New research into the state of play for 250 U.K. marketing leaders by Iterable, a leading cross-channel marketing platform, revealed that over 90% saw their organisation as mission-driven in 2020. This doubling down on purpose was a core part of marketers’ work to stay connected with customers in a difficult year. Indeed, 91% of respondents reported that last year, their company had to change its marketing strategies to better build consumer trust.

The COVID-19 pandemic forced brands to communicate differently in 2020. Almost a quarter of companies (24%) shifted to more empathy-driven customer communications last year – only sales (27%) and crisis response (27%) rose more in U.K. brands. The marketing landscape appears permanently altered, with 89% of marketers anticipating maintaining these new customer messaging priorities in 2021.

Alyssa Jarrett, Director, Brand & Content Marketing at Iterable said: “Tapping into how customers are feeling will be a top priority in 2021. Only by understanding how customers feel can a brand effectively connect. We must strive to learn what our customers want from us—what can we provide them that they cannot get on their own at this very moment? Asking this question helps better empathize with your customers’ experiences and distil the message that serves them best.”

Aside from the global pandemic, a number of other social issues took centre stage last year. Iterable’s research revealed forty-two percent of companies issued a public statement on racial inequality in 2020, with gender inequality (35%) and climate change (34%) also high on the agenda. Just 15% of brands did not release a statement on any issue in 2020.

U.K. brands campaigned on these issues in a variety of different ways. The most commonly reported tactic by U.K. marketing leaders was either to partner with an organisation on an initiative to benefit those affected (56%), or by creating social media content advocating for the issue (54%). 2021 looks unlikely to be less issue-driven for businesses. Nearly 4 in 5 respondents (79%) plan to continue campaigns this year with messaging on one or more of these issues.

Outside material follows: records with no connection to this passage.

//! Push notification delivery through the Expo push API.

use std::time::Duration;

use async_trait::async_trait;
use backon::{ExponentialBuilder, Retryable};
use reqwest::{Client, StatusCode};
use serde::{Deserialize, Serialize};
use thiserror::Error;
use tracing::warn;

const EXPO_PUSH_URL: &str = "https://exp.host/--/api/v2/push/send";

#[derive(Debug, Clone, Error)]
pub enum PushError {
    #[error("network error: {0}")]
    Transport(String),
    #[error("timeout")]
    Timeout,
    #[error("http {status}: {body}")]
    Http { status: u16, body: String },
    #[error("rate limited")]
    RateLimited,
    #[error("json error: {0}")]
    Serde(String),
    #[error("push rejected: {0}")]
    Rejected(String),
}

impl PushError {
    /// Returns true if the error is transient and should be retried.
    pub fn should_retry(&self) -> bool {
        match self {
            Self::Transport(_) | Self::Timeout | Self::RateLimited => true,
            Self::Http { status, .. } => (500..=599).contains(status),
            _ => false,
        }
    }
}

/// A single push message addressed to one device token
#[derive(Debug, Clone, PartialEq, Serialize)]
pub struct PushMessage {
    pub to: String,
    pub title: String,
    pub body: String,
    pub data: serde_json::Value,
}

/// Delivers push messages. Implemented by the Expo client and by test doubles.
#[async_trait]
pub trait PushNotifier: Send + Sync {
    async fn send(&self, message: &PushMessage) -> Result<(), PushError>;
}

/// Per-message ticket returned by Expo
#[derive(Debug, Deserialize)]
struct ExpoTicket {
    status: String,
    message: Option<String>,
}

#[derive(Debug, Deserialize)]
struct ExpoResponse {
    data: ExpoTicket,
}

#[derive(Debug, Clone)]
pub struct ExpoPushClient {
    http: Client,
    access_token: Option<String>,
}

impl ExpoPushClient {
    const REQUEST_TIMEOUT: Duration = Duration::from_secs(30);

    pub fn new(access_token: Option<String>) -> Result<Self, PushError> {
        let http = Client::builder()
            .timeout(Self::REQUEST_TIMEOUT)
            .user_agent(concat!("cooked-scheduler/", env!("CARGO_PKG_VERSION")))
            .build()
            .map_err(|e| PushError::Transport(e.to_string()))?;

        Ok(Self { http, access_token })
    }

    async fn send_request(&self, message: &PushMessage) -> Result<(), PushError> {
        let mut request = self
            .http
            .post(EXPO_PUSH_URL)
            .header("accept", "application/json")
            .json(message);
        if let Some(token) = &self.access_token {
            request = request.bearer_auth(token);
        }

        let res = request.send().await.map_err(map_reqwest_error)?;

        match res.status() {
            s if s.is_success() => {
                let body = res
                    .json::<ExpoResponse>()
                    .await
                    .map_err(|e| PushError::Serde(e.to_string()))?;
                if body.data.status == "ok" {
                    Ok(())
                } else {
                    Err(PushError::Rejected(
                        body.data.message.unwrap_or(body.data.status),
                    ))
                }
            }
            StatusCode::TOO_MANY_REQUESTS => Err(PushError::RateLimited),
            s => {
                let status = s.as_u16();
                let body = res.text().await.unwrap_or_default();
                Err(PushError::Http { status, body })
            }
        }
    }
}

#[async_trait]
impl PushNotifier for ExpoPushClient {
    async fn send(&self, message: &PushMessage) -> Result<(), PushError> {
        (|| async { self.send_request(message).await })
            .retry(
                &ExponentialBuilder::default()
                    .with_min_delay(Duration::from_millis(500))
                    .with_max_delay(Duration::from_secs(10))
                    .with_max_times(3)
                    .with_jitter(),
            )
            .when(|e: &PushError| e.should_retry())
            .notify(|e, dur| {
                warn!(
                    "Push delivery failed, retrying after {:.2}s: {}",
                    dur.as_secs_f64(),
                    e
                )
            })
            .await
    }
}

fn map_reqwest_error(e: reqwest::Error) -> PushError {
    if e.is_timeout() {
        PushError::Timeout
    } else {
        PushError::Transport(e.to_string())
    }
}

This year, marketers are mindful of focusing on campaign messaging suitable for the business. In one sense, U.K. marketing leaders are ambitious for brands to go even further to speak out on the major ethical and moral issues cared about by customers – 45% of respondents claimed, in fact, that there were issues they wished their company had been more vocal about in 2020.

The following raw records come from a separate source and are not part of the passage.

use std::{str::FromStr, time::Duration};

use sqlx::{
    SqlitePool,
    sqlite::{SqliteConnectOptions, SqliteJournalMode, SqlitePoolOptions},
};
use tracing::info;

pub mod models;

#[derive(Clone)]
pub struct DBService {
    pub pool: SqlitePool,
}

impl DBService {
    /// Open the database at `database_url`, creating it if missing, and apply pending migrations.
    pub async fn new(database_url: &str) -> Result<DBService, sqlx::Error> {
        let options = SqliteConnectOptions::from_str(database_url)?
            .create_if_missing(true)
            .foreign_keys(true)
            .journal_mode(SqliteJournalMode::Wal)
            .busy_timeout(Duration::from_secs(5));
        let pool = SqlitePoolOptions::new()
            .max_connections(8)
            .connect_with(options)
            .await?;
        Self::run_migrations(&pool).await?;
        info!(database_url = %database_url, "Database ready");
        Ok(DBService { pool })
    }

    /// Private in-memory database on a single pinned connection.
    pub async fn new_in_memory() -> Result<DBService, sqlx::Error> {
        let options = SqliteConnectOptions::from_str("sqlite::memory:")?.foreign_keys(true);
        // Every connection to :memory: is a separate database, so keep exactly one alive.
        let pool = SqlitePoolOptions::new()
            .max_connections(1)
            .min_connections(1)
            .idle_timeout(None)
            .max_lifetime(None)
            .connect_with(options)
            .await?;
        Self::run_migrations(&pool).await?;
        Ok(DBService { pool })
    }

    async fn run_migrations(pool: &SqlitePool) -> Result<(), sqlx::Error> {
        sqlx::migrate!("./migrations")
            .run(pool)
            .await
            .map_err(|e| sqlx::Error::Migrate(Box::new(e)))
    }
}

/// True when `err` is a violation of a UNIQUE constraint.
pub fn is_unique_violation(err: &sqlx::Error) -> bool {
    err.as_database_error()
        .is_some_and(|db_err| db_err.is_unique_violation())
}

However, brands are careful to keep their campaigning away from party politics. Eighty-five percent of respondents agreed that as a consumer brand, it is their responsibility to maintain a neutral stance towards any political party. When asked why they avoided aligning with a political party, the top response was it would be unethical to bring party politics into their brand (42%); closely followed by 35% fearing that party political positioning would not resonate with the brand’s target audience.

Jarrett concluded: “This year ethics and morality look set to be critical components of building trust in a brand. Our research highlights marketers’ success in communicating with sensitivity on the multitude of societal issues about which customers are passionate. As marketers, our responsibility is also to consider how our individual audiences are feeling, so we can communicate with tact. The more mindful we are of their perspective, the more effectively we can connect with them.”